FLORENCE MAYBRICK

CHAPTER 2 - A MAN WITH A DOUBLE LIFE?

Behind the gentlemanly facade lived a man with a double life. Florie thought she had fallen in love with a successful cotton merchant who lived in Liverpool but also spent much of each year in Norfolk, Virginia. Unknown to Florie, Maybrick had an English mistress with whom he had several children. Unknown to Florie, Maybrick had a bad drug habit. He was hooked on arsenic and strychnine.

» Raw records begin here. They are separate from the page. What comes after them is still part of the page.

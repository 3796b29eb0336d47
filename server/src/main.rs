use anyhow::Result;
use clap::Parser;
use live_transcribe_lib::{
    cli::{Cli, Command},
    Env, SecretService,
};

fn init_tracing() {
    tracing_subscriber::fmt()
        .with_env_filter(
            tracing_subscriber::EnvFilter::try_from_default_env()
                .unwrap_or_else(|_| tracing_subscriber::EnvFilter::new("info")),
        )
        .init();
}

#[tokio::main]
async fn main() -> Result<()> {
    let _ = dotenvy::dotenv();
    init_tracing();

    if rustls::crypto::ring::default_provider()
        .install_default()
        .is_err()
    {
        tracing::debug!("rustls crypto provider already installed");
    }

    let cli = Cli::parse();
    let env = Env::from_env()?;
    let secrets = SecretService::new(cli.keychain_service.clone());

    if let Some(Command::StoreKey { key }) = &cli.command {
        secrets.save_api_key(key)?;
        tracing::info!(service = %cli.keychain_service, "AssemblyAI API key saved to keychain");
        return Ok(());
    }

    let api_key = secrets.resolve_api_key(env.assemblyai_api_key.as_deref());
    if api_key.is_none() {
        tracing::error!("assemblyai_api_key_not_configured");
    }

    let config = cli.server_config(&env, api_key)?;
    live_transcribe_lib::run(config).await
}
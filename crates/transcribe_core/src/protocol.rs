use chrono::{DateTime, Utc};
use serde::{Deserialize, Serialize};
use serde_json::Value;

/// Sent upstream to end a streaming session gracefully.
pub const TERMINATE_MESSAGE: &str = r#"{"type":"Terminate"}"#;

/// JSON frames relayed to the browser.
#[derive(Debug, Clone, PartialEq, Serialize, Deserialize)]
#[serde(tag = "type", rename_all = "snake_case")]
pub enum ClientMessage {
    Transcription { text: String, is_final: bool },
    Error { message: String },
}

impl ClientMessage {
    pub fn transcription(text: impl Into<String>, is_final: bool) -> Self {
        Self::Transcription {
            text: text.into(),
            is_final,
        }
    }

    pub fn error(message: impl Into<String>) -> Self {
        Self::Error {
            message: message.into(),
        }
    }

    pub fn to_json(&self) -> serde_json::Result<String> {
        serde_json::to_string(self)
    }
}

#[derive(Debug, Clone, PartialEq)]
pub struct Transcript {
    pub text: String,
    pub is_final: bool,
    pub turn_order: Option<u64>,
    pub end_of_turn_confidence: Option<f64>,
}

#[derive(Debug, Clone, PartialEq)]
pub struct SessionOpened {
    pub session_id: String,
    pub expires_at: Option<DateTime<Utc>>,
}

#[derive(Debug, Clone, PartialEq, Default)]
pub struct SessionTerminated {
    pub audio_duration_seconds: Option<f64>,
    pub session_duration_seconds: Option<f64>,
}

#[derive(Debug, Clone, PartialEq)]
pub enum UpstreamEvent {
    Opened(SessionOpened),
    Transcript(Transcript),
    Terminated(SessionTerminated),
    Error(String),
}

#[derive(Deserialize)]
#[serde(tag = "type")]
enum StreamingMessage {
    Begin {
        id: String,
        #[serde(default)]
        expires_at: Option<i64>,
    },
    Turn {
        #[serde(default)]
        transcript: String,
        #[serde(default)]
        end_of_turn: bool,
        #[serde(default)]
        turn_is_formatted: bool,
        #[serde(default)]
        turn_order: Option<u64>,
        #[serde(default)]
        end_of_turn_confidence: Option<f64>,
    },
    Termination {
        #[serde(default)]
        audio_duration_seconds: Option<f64>,
        #[serde(default)]
        session_duration_seconds: Option<f64>,
    },
}

/// Parses one text frame from the streaming API.
///
/// With `format_turns` enabled the service sends every completed turn twice,
/// first raw and then formatted. Only the formatted copy counts as final.
pub fn parse_upstream_message(payload: &str, format_turns: bool) -> Option<UpstreamEvent> {
    let value: Value = serde_json::from_str(payload).ok()?;

    if let Some(error) = value.get("error") {
        let message = match error.as_str() {
            Some(text) => text.to_string(),
            None => error.to_string(),
        };
        return Some(UpstreamEvent::Error(message));
    }

    let event = match serde_json::from_value::<StreamingMessage>(value).ok()? {
        StreamingMessage::Begin { id, expires_at } => UpstreamEvent::Opened(SessionOpened {
            session_id: id,
            expires_at: expires_at.and_then(|secs| DateTime::<Utc>::from_timestamp(secs, 0)),
        }),
        StreamingMessage::Turn {
            transcript,
            end_of_turn,
            turn_is_formatted,
            turn_order,
            end_of_turn_confidence,
        } => {
            let is_final = if format_turns {
                end_of_turn && turn_is_formatted
            } else {
                end_of_turn
            };
            UpstreamEvent::Transcript(Transcript {
                text: transcript,
                is_final,
                turn_order,
                end_of_turn_confidence,
            })
        }
        StreamingMessage::Termination {
            audio_duration_seconds,
            session_duration_seconds,
        } => UpstreamEvent::Terminated(SessionTerminated {
            audio_duration_seconds,
            session_duration_seconds,
        }),
    };

    Some(event)
}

People with double lives are often very good at keeping personal secrets. In the summer of 1881, when Florence Elizabeth Chandler married Maybrick at St. James Church in London's Picadilly, she knew her husband had contracted malaria during one of his trips to Norfolk. (Malaria had spread in epidemic proportions during the Civil War.) While Maybrick had recovered from the disease itself, he had not recovered from the treatment. He would remain addicted to the ingredients of Fowler's Medicine (arsenic and strychnine ) for the rest of his life.

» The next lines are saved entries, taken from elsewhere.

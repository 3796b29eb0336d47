use anyhow::{Context, Result};

pub mod keychain;

use keychain::{KeychainStore, API_KEY_ACCOUNT};

pub const DEFAULT_KEYCHAIN_SERVICE: &str = "live-transcribe";

#[derive(Clone)]
pub struct SecretService {
    store: KeychainStore,
}

impl SecretService {
    pub fn new(service_name: impl Into<String>) -> Self {
        Self {
            store: KeychainStore::new(service_name),
        }
    }

    pub fn save_api_key(&self, api_key: &str) -> Result<()> {
        self.store
            .save_secret(API_KEY_ACCOUNT, api_key.trim())
            .context("failed to save AssemblyAI API key")
    }

    pub fn get_api_key(&self) -> Result<Option<String>> {
        self.store.get_secret(API_KEY_ACCOUNT)
    }

    /// Environment value first, keychain second. Keychain failures are logged
    /// and treated as "not configured".
    pub fn resolve_api_key(&self, from_env: Option<&str>) -> Option<String> {
        if let Some(key) = from_env.map(str::trim).filter(|key| !key.is_empty()) {
            tracing::debug!("assemblyai_api_key_from_env");
            return Some(key.to_string());
        }

        match self.get_api_key() {
            Ok(Some(key)) if !key.trim().is_empty() => {
                tracing::debug!("assemblyai_api_key_from_keychain");
                Some(key)
            }
            Ok(_) => None,
            Err(error) => {
                tracing::warn!(error = %error, "keychain lookup failed");
                None
            }
        }
    }
}
//! GPS position and capture time from image metadata.
//!
//! The EXIF block is located with `kamadak-exif`, which understands JPEG,
//! TIFF, PNG (`eXIf`), HEIF and WebP containers. A photo without a GPS group,
//! or with one that cannot be interpreted, yields no coordinates; only bytes
//! that are not a readable image at all are reported as an error.

use std::io::{BufRead, BufReader, Cursor, Seek};
use std::path::Path;

use exif::{Exif, In, Tag, Value};
use tracing::{debug, warn};

use crate::error::{Error, Result};
use crate::model::Coordinates;

#[derive(Debug, Clone, Copy, PartialEq, Eq)]
pub enum Axis {
    Latitude,
    Longitude,
}

#[derive(Debug, Clone, Copy, PartialEq, Eq)]
pub enum Hemisphere {
    North,
    South,
    East,
    West,
}

impl Hemisphere {
    /// Parses an EXIF reference byte (`N`/`S` or `E`/`W`) for the given axis.
    pub fn from_ref(reference: u8, axis: Axis) -> Option<Self> {
        match (axis, reference.to_ascii_uppercase()) {
            (Axis::Latitude, b'N') => Some(Self::North),
            (Axis::Latitude, b'S') => Some(Self::South),
            (Axis::Longitude, b'E') => Some(Self::East),
            (Axis::Longitude, b'W') => Some(Self::West),
            _ => None,
        }
    }

    fn sign(self) -> f64 {
        match self {
            Self::North | Self::East => 1.0,
            Self::South | Self::West => -1.0,
        }
    }
}

/// Sexagesimal angle with a hemisphere reference.
#[derive(Debug, Clone, Copy, PartialEq)]
pub struct Dms {
    pub degrees: f64,
    pub minutes: f64,
    pub seconds: f64,
    pub hemisphere: Hemisphere,
}

impl Dms {
    pub fn to_decimal(&self) -> f64 {
        let magnitude = self.degrees + self.minutes / 60.0 + self.seconds / 3600.0;
        self.hemisphere.sign() * magnitude
    }

    /// Whole degrees and minutes, fractional seconds.
    pub fn from_decimal(value: f64, axis: Axis) -> Self {
        let hemisphere = match (axis, value.is_sign_negative()) {
            (Axis::Latitude, false) => Hemisphere::North,
            (Axis::Latitude, true) => Hemisphere::South,
            (Axis::Longitude, false) => Hemisphere::East,
            (Axis::Longitude, true) => Hemisphere::West,
        };

        let abs = value.abs();
        let degrees = abs.trunc();
        let rem = (abs - degrees) * 60.0;
        let minutes = rem.trunc();
        let seconds = (rem - minutes) * 60.0;

        Self {
            degrees,
            minutes,
            seconds,
            hemisphere,
        }
    }
}

/// What could be read from a photo's metadata.
#[derive(Debug, Clone, Default, PartialEq)]
pub struct PhotoMetadata {
    pub coordinates: Option<Coordinates>,
    pub captured_at: Option<String>,
}

pub fn extract_from_bytes(bytes: &[u8]) -> Result<PhotoMetadata> {
    extract_from_reader(&mut Cursor::new(bytes))
}

pub fn extract_from_path(path: &Path) -> Result<PhotoMetadata> {
    let file = std::fs::File::open(path)?;
    extract_from_reader(&mut BufReader::new(file))
}

pub fn extract_from_reader<R: BufRead + Seek>(reader: &mut R) -> Result<PhotoMetadata> {
    let exif = match exif::Reader::new().read_from_container(reader) {
        Ok(exif) => exif,
        Err(exif::Error::NotFound(container)) => {
            debug!("No EXIF block in {} container", container);
            return Ok(PhotoMetadata::default());
        }
        Err(e) => return Err(Error::Unreadable(e.to_string())),
    };

    Ok(PhotoMetadata {
        coordinates: read_coordinates(&exif),
        captured_at: read_capture_time(&exif),
    })
}

/// Returns `None` for both missing and malformed GPS data.
pub fn read_coordinates(exif: &Exif) -> Option<Coordinates> {
    if exif.get_field(Tag::GPSLatitude, In::PRIMARY).is_none()
        && exif.get_field(Tag::GPSLongitude, In::PRIMARY).is_none()
    {
        debug!("No GPS position tags present");
        return None;
    }

    let latitude = read_axis(exif, Tag::GPSLatitude, Tag::GPSLatitudeRef, Axis::Latitude)?;
    let longitude = read_axis(exif, Tag::GPSLongitude, Tag::GPSLongitudeRef, Axis::Longitude)?;

    let Some(coordinates) = Coordinates::new(latitude, longitude) else {
        warn!(
            "GPS position out of range: lat={}, lon={}",
            latitude, longitude
        );
        return None;
    };

    Some(coordinates.with_altitude(read_altitude(exif)))
}

fn read_axis(exif: &Exif, value_tag: Tag, ref_tag: Tag, axis: Axis) -> Option<f64> {
    let Some(field) = exif.get_field(value_tag, In::PRIMARY) else {
        warn!("{} is missing", value_tag);
        return None;
    };
    let Some(components) = rational_components(&field.value) else {
        warn!("{} is malformed: {}", value_tag, field.display_value());
        return None;
    };

    let reference = exif
        .get_field(ref_tag, In::PRIMARY)
        .and_then(|f| first_ascii_byte(&f.value));
    let Some(reference) = reference else {
        warn!("{} is missing or malformed", ref_tag);
        return None;
    };

    decimal_from_components(&components, reference, axis)
}

/// DMS components plus a reference byte to signed decimal degrees.
pub fn decimal_from_components(components: &[f64], reference: u8, axis: Axis) -> Option<f64> {
    let [degrees, minutes, seconds] = components else {
        debug!("Expected 3 DMS components, got {}", components.len());
        return None;
    };
    if components.iter().any(|c| !c.is_finite() || *c < 0.0) {
        debug!("Invalid DMS components: {:?}", components);
        return None;
    }
    let hemisphere = Hemisphere::from_ref(reference, axis)?;

    let dms = Dms {
        degrees: *degrees,
        minutes: *minutes,
        seconds: *seconds,
        hemisphere,
    };
    Some(dms.to_decimal())
}

fn rational_components(value: &Value) -> Option<Vec<f64>> {
    match value {
        Value::Rational(v) => Some(v.iter().map(|r| r.to_f64()).collect()),
        Value::SRational(v) => Some(v.iter().map(|r| r.to_f64()).collect()),
        _ => None,
    }
}

fn first_ascii_byte(value: &Value) -> Option<u8> {
    match value {
        Value::Ascii(v) => v
            .first()
            .and_then(|s| s.iter().copied().find(|b| !b.is_ascii_whitespace())),
        _ => None,
    }
}

fn read_altitude(exif: &Exif) -> Option<f64> {
    let field = exif.get_field(Tag::GPSAltitude, In::PRIMARY)?;
    let altitude = match &field.value {
        Value::Rational(v) => v.first()?.to_f64(),
        _ => {
            debug!("GPSAltitude is malformed: {}", field.display_value());
            return None;
        }
    };
    if !altitude.is_finite() {
        return None;
    }

    // 1 = 海面下
    let below_sea_level = exif
        .get_field(Tag::GPSAltitudeRef, In::PRIMARY)
        .and_then(|f| match &f.value {
            Value::Byte(v) => v.first().copied(),
            _ => None,
        })
        == Some(1);

    Some(if below_sea_level { -altitude } else { altitude })
}

/// `DateTimeOriginal`, falling back to `DateTime`.
pub fn read_capture_time(exif: &Exif) -> Option<String> {
    [Tag::DateTimeOriginal, Tag::DateTime]
        .into_iter()
        .filter_map(|tag| exif.get_field(tag, In::PRIMARY))
        .find_map(|field| match &field.value {
            Value::Ascii(v) => v
                .first()
                .and_then(|s| exif::DateTime::from_ascii(s).ok())
                .map(|dt| {
                    format!(
                        "{:04}-{:02}-{:02}T{:02}:{:02}:{:02}",
                        dt.year, dt.month, dt.day, dt.hour, dt.minute, dt.second
                    )
                }),
            _ => None,
        })
}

A chemical element, arsenic was a component of other interesting products during the late 19th century. Women (including Florie Maybrick) sometimes used it as a cosmetics base and chemists used it in flypaper, among other things. Even Queen Elizabeth I used arsenic as part of the preparation that made her face appear white.

It wasn't until Florie found "white powder" stashed in various places around her house that she knew her husband had a drug habit. But that was several years after her wedding. And it was well after Florence had two children: James Chandler (called "Bobo") born in 1882, and Gladys Evelyn, born in 1885.